Vice President Vance hails from my home state of Ohio, he served as Senate Co-Chair of the Great Lakes Task Force for the past two years and was a sponsor of the GLRI Act.
It is my sincere hope that his experience will help the new Administration understand the importance of this funding. We hail from America’s freshwater Kingdom, comprising 20% of the fresh water on earth. I believe the President himself appreciates the incalculable value of freshwater for our nation and continent.
GLRI seeks to restore the Great Lakes ecosystem. Doing so enhances the economic health of our region but also improves public health as well as that of nature’s critters like bald eagles and trumpet or swans that choose our region as home.
When I was first elected, there was just one pair of nesting eagles left on Lake Erie today after decades of effort, there are nearly 100 pairs.
GLRI funds remove very toxic legacy pollution like beryllium to achieve freshwater quality and habitat restoration. It is critical in reducing the spread of harmful invasive species through, including preventing the destructive invasive carp that are moving up the Mississippi River, and seriously threatens our Great Lakes $7 Billion fishery and $16 Billion boating industry.
The GLRI also funds so much of the work to mitigate the harmful algal blooms occurring throughout our Great Lakes. In 2014 those horrid blooms got into the freshwater system of my hometown of Toledo and the water was shut off for three days to customers in Ohio and Michigan.
The crisis was surreal, but it reminded us of Mother Nature’s power over us. With the help of our bipartisan members of the Great Lakes Task Force, we’ve been able to protect and even slowly make Improvements.

But I will remind you that GLRI was designed to be a supplemental program. Without solid base funding to the EPA the GLRI cannot be effective.
My hope is that the bipartisan House Appropriations committee will work with the Trump Administration to appropriately fund programs like GLRI that provide jobs, recreational opportunities, economic development, and most importantly, preserves clean drinking water for the millions who depend on them.

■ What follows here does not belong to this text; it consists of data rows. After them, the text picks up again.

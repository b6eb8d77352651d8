//! Rendering boundary.
//!
//! The processor treats rendering as an atomic request/response call that
//! either returns a complete document or errors; swapping a native PDF
//! library for a subprocess-based renderer never touches the processor.

use serde::Serialize;
use thiserror::Error;

use crate::repository::EntityRow;
use crate::template::ResolvedTemplate;
use crate::types::OutputFormat;

/// One render request: tabular data plus an optional template.
#[derive(Debug, Clone, Serialize)]
pub struct RenderRequest {
    pub format: OutputFormat,
    pub title: String,
    /// Columns to emit; empty means every field present in the rows.
    pub columns: Vec<String>,
    pub rows: Vec<EntityRow>,
    /// Present for print jobs and pdf exports.
    pub template: Option<ResolvedTemplate>,
    pub options: serde_json::Value,
}

/// A complete rendered document.
#[derive(Debug, Clone)]
pub struct RenderedDocument {
    pub bytes: Vec<u8>,
    /// Page count for paginated formats.
    pub pages: Option<u32>,
    pub mime_type: String,
}

#[derive(Debug, Error, Clone, PartialEq, Eq)]
pub enum RenderError {
    /// This renderer implementation cannot produce the requested format.
    #[error("unsupported render target: {0}")]
    Unsupported(String),

    /// The render itself failed (treated as unrecoverable by the processor).
    #[error("render failed: {0}")]
    Failed(String),
}

/// Injected rendering capability.
pub trait Renderer: Send + Sync {
    fn render(&self, request: &RenderRequest) -> Result<RenderedDocument, RenderError>;
}

/// Built-in renderer for development and tests.
///
/// Produces real CSV for csv exports and simple paginated plain-text
/// documents for print/pdf requests (template placeholders bound per row).
/// Spreadsheet (xlsx) output requires an injected engine.
#[derive(Debug, Default)]
pub struct BasicRenderer {
    /// Lines per page for paginated plain-text output.
    pub page_lines: usize,
}

impl BasicRenderer {
    pub fn new() -> Self {
        Self { page_lines: 40 }
    }

    fn effective_columns(request: &RenderRequest) -> Vec<String> {
        if !request.columns.is_empty() {
            return request.columns.clone();
        }
        let mut cols: Vec<String> = request
            .rows
            .iter()
            .flat_map(|r| r.fields.keys().cloned())
            .collect();
        cols.sort();
        cols.dedup();
        cols
    }

    fn csv_escape(value: &str) -> String {
        if value.contains([',', '"', '\n']) {
            format!("\"{}\"", value.replace('"', "\"\""))
        } else {
            value.to_string()
        }
    }

    fn field_text(row: &EntityRow, column: &str) -> String {
        match row.fields.get(column) {
            Some(serde_json::Value::String(s)) => s.clone(),
            Some(v) => v.to_string(),
            None => String::new(),
        }
    }

    fn render_csv(&self, request: &RenderRequest) -> RenderedDocument {
        let columns = Self::effective_columns(request);
        let mut out = String::new();
        out.push_str("id");
        for c in &columns {
            out.push(',');
            out.push_str(&Self::csv_escape(c));
        }
        out.push('\n');
        for row in &request.rows {
            out.push_str(&Self::csv_escape(&row.id));
            for c in &columns {
                out.push(',');
                out.push_str(&Self::csv_escape(&Self::field_text(row, c)));
            }
            out.push('\n');
        }
        RenderedDocument {
            bytes: out.into_bytes(),
            pages: None,
            mime_type: OutputFormat::Csv.mime_type().to_string(),
        }
    }

    fn bind_template(content: &str, row: &EntityRow) -> String {
        let mut bound = content.replace("{{id}}", &row.id);
        for (field, _) in &row.fields {
            let placeholder = format!("{{{{{field}}}}}");
            if bound.contains(&placeholder) {
                bound = bound.replace(&placeholder, &Self::field_text(row, field));
            }
        }
        bound
    }

    fn render_document(&self, request: &RenderRequest) -> Result<RenderedDocument, RenderError> {
        let template = request
            .template
            .as_ref()
            .ok_or_else(|| RenderError::Failed("document render requires a template".to_string()))?;

        let mut lines: Vec<String> = Vec::new();
        if let Some(header) = &template.layout.header {
            lines.push(header.clone());
        }
        for row in &request.rows {
            for line in Self::bind_template(&template.content, row).lines() {
                lines.push(line.to_string());
            }
            // Page break between bound entities.
            lines.push(String::new());
        }
        if let Some(footer) = &template.layout.footer {
            lines.push(footer.clone());
        }

        let page_lines = self.page_lines.max(1);
        let pages = lines.len().div_ceil(page_lines).max(1) as u32;

        Ok(RenderedDocument {
            bytes: lines.join("\n").into_bytes(),
            pages: Some(pages),
            mime_type: "text/plain".to_string(),
        })
    }
}

impl Renderer for BasicRenderer {
    fn render(&self, request: &RenderRequest) -> Result<RenderedDocument, RenderError> {
        match request.format {
            OutputFormat::Csv => Ok(self.render_csv(request)),
            OutputFormat::Pdf => self.render_document(request),
            OutputFormat::Xlsx => Err(RenderError::Unsupported(
                "xlsx output requires an injected spreadsheet renderer".to_string(),
            )),
        }
    }
}
use axum::{
    extract::{Extension, Path, Query},
    routing::{get, post},
    Json, Router,
};

use quillerp_jobs::{JobCategory, JobParams};

use crate::app::routes::common::{self, Services};
use crate::app::{dto, errors};
use crate::context::{PrincipalContext, TenantContext};

const RESOURCE: &str = "bulk_operations";

/// Bulk operations have no artifact, so there is no download route.
pub fn router() -> Router {
    Router::new()
        .route("/", post(create_bulk).get(list_bulk))
        .route("/stats", get(bulk_stats))
        .route("/:id", get(get_bulk).delete(delete_bulk))
        .route("/:id/cancel", post(cancel_bulk))
}

pub async fn create_bulk(
    Extension(services): Services,
    Extension(tenant): Extension<TenantContext>,
    Extension(principal): Extension<PrincipalContext>,
    Json(body): Json<dto::CreateBulkRequest>,
) -> axum::response::Response {
    if let Err(resp) = common::require(&tenant, &principal, RESOURCE, "create") {
        return resp;
    }

    match services.submit(
        tenant.tenant_id(),
        principal.principal_id(),
        JobParams::BulkOperation(dto::bulk_params(body)),
    ) {
        Ok((job, estimate)) => common::accepted(&job, &estimate),
        Err(e) => errors::domain_error_to_response(e),
    }
}

pub async fn list_bulk(
    Extension(services): Services,
    Extension(tenant): Extension<TenantContext>,
    Extension(principal): Extension<PrincipalContext>,
    Query(query): Query<dto::ListQuery>,
) -> axum::response::Response {
    common::list_jobs(
        &services,
        &tenant,
        &principal,
        RESOURCE,
        JobCategory::BulkOperation,
        query,
    )
}

pub async fn bulk_stats(
    Extension(services): Services,
    Extension(tenant): Extension<TenantContext>,
    Extension(principal): Extension<PrincipalContext>,
) -> axum::response::Response {
    common::category_stats(
        &services,
        &tenant,
        &principal,
        RESOURCE,
        JobCategory::BulkOperation,
    )
}

pub async fn get_bulk(
    Extension(services): Services,
    Extension(tenant): Extension<TenantContext>,
    Extension(principal): Extension<PrincipalContext>,
    Path(id): Path<String>,
) -> axum::response::Response {
    common::get_job(&services, &tenant, &principal, RESOURCE, &id)
}

pub async fn cancel_bulk(
    Extension(services): Services,
    Extension(tenant): Extension<TenantContext>,
    Extension(principal): Extension<PrincipalContext>,
    Path(id): Path<String>,
) -> axum::response::Response {
    common::cancel_job(&services, &tenant, &principal, RESOURCE, &id)
}

pub async fn delete_bulk(
    Extension(services): Services,
    Extension(tenant): Extension<TenantContext>,
    Extension(principal): Extension<PrincipalContext>,
    Path(id): Path<String>,
) -> axum::response::Response {
    common::delete_job(&services, &tenant, &principal, RESOURCE, &id)
}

Over 80% of Midwesterners support the GLRI and it regularly passes the House and Senate in overwhelming bipartisan fashion, one of the rare programs that do. Everyone can agree because it is just good common sense to protect our most important natural asset, fresh water, which is the basis of life itself.
Thank you, Chairman Simpson, and ranking member Pingree for allowing me to present this request before you today and I yield back.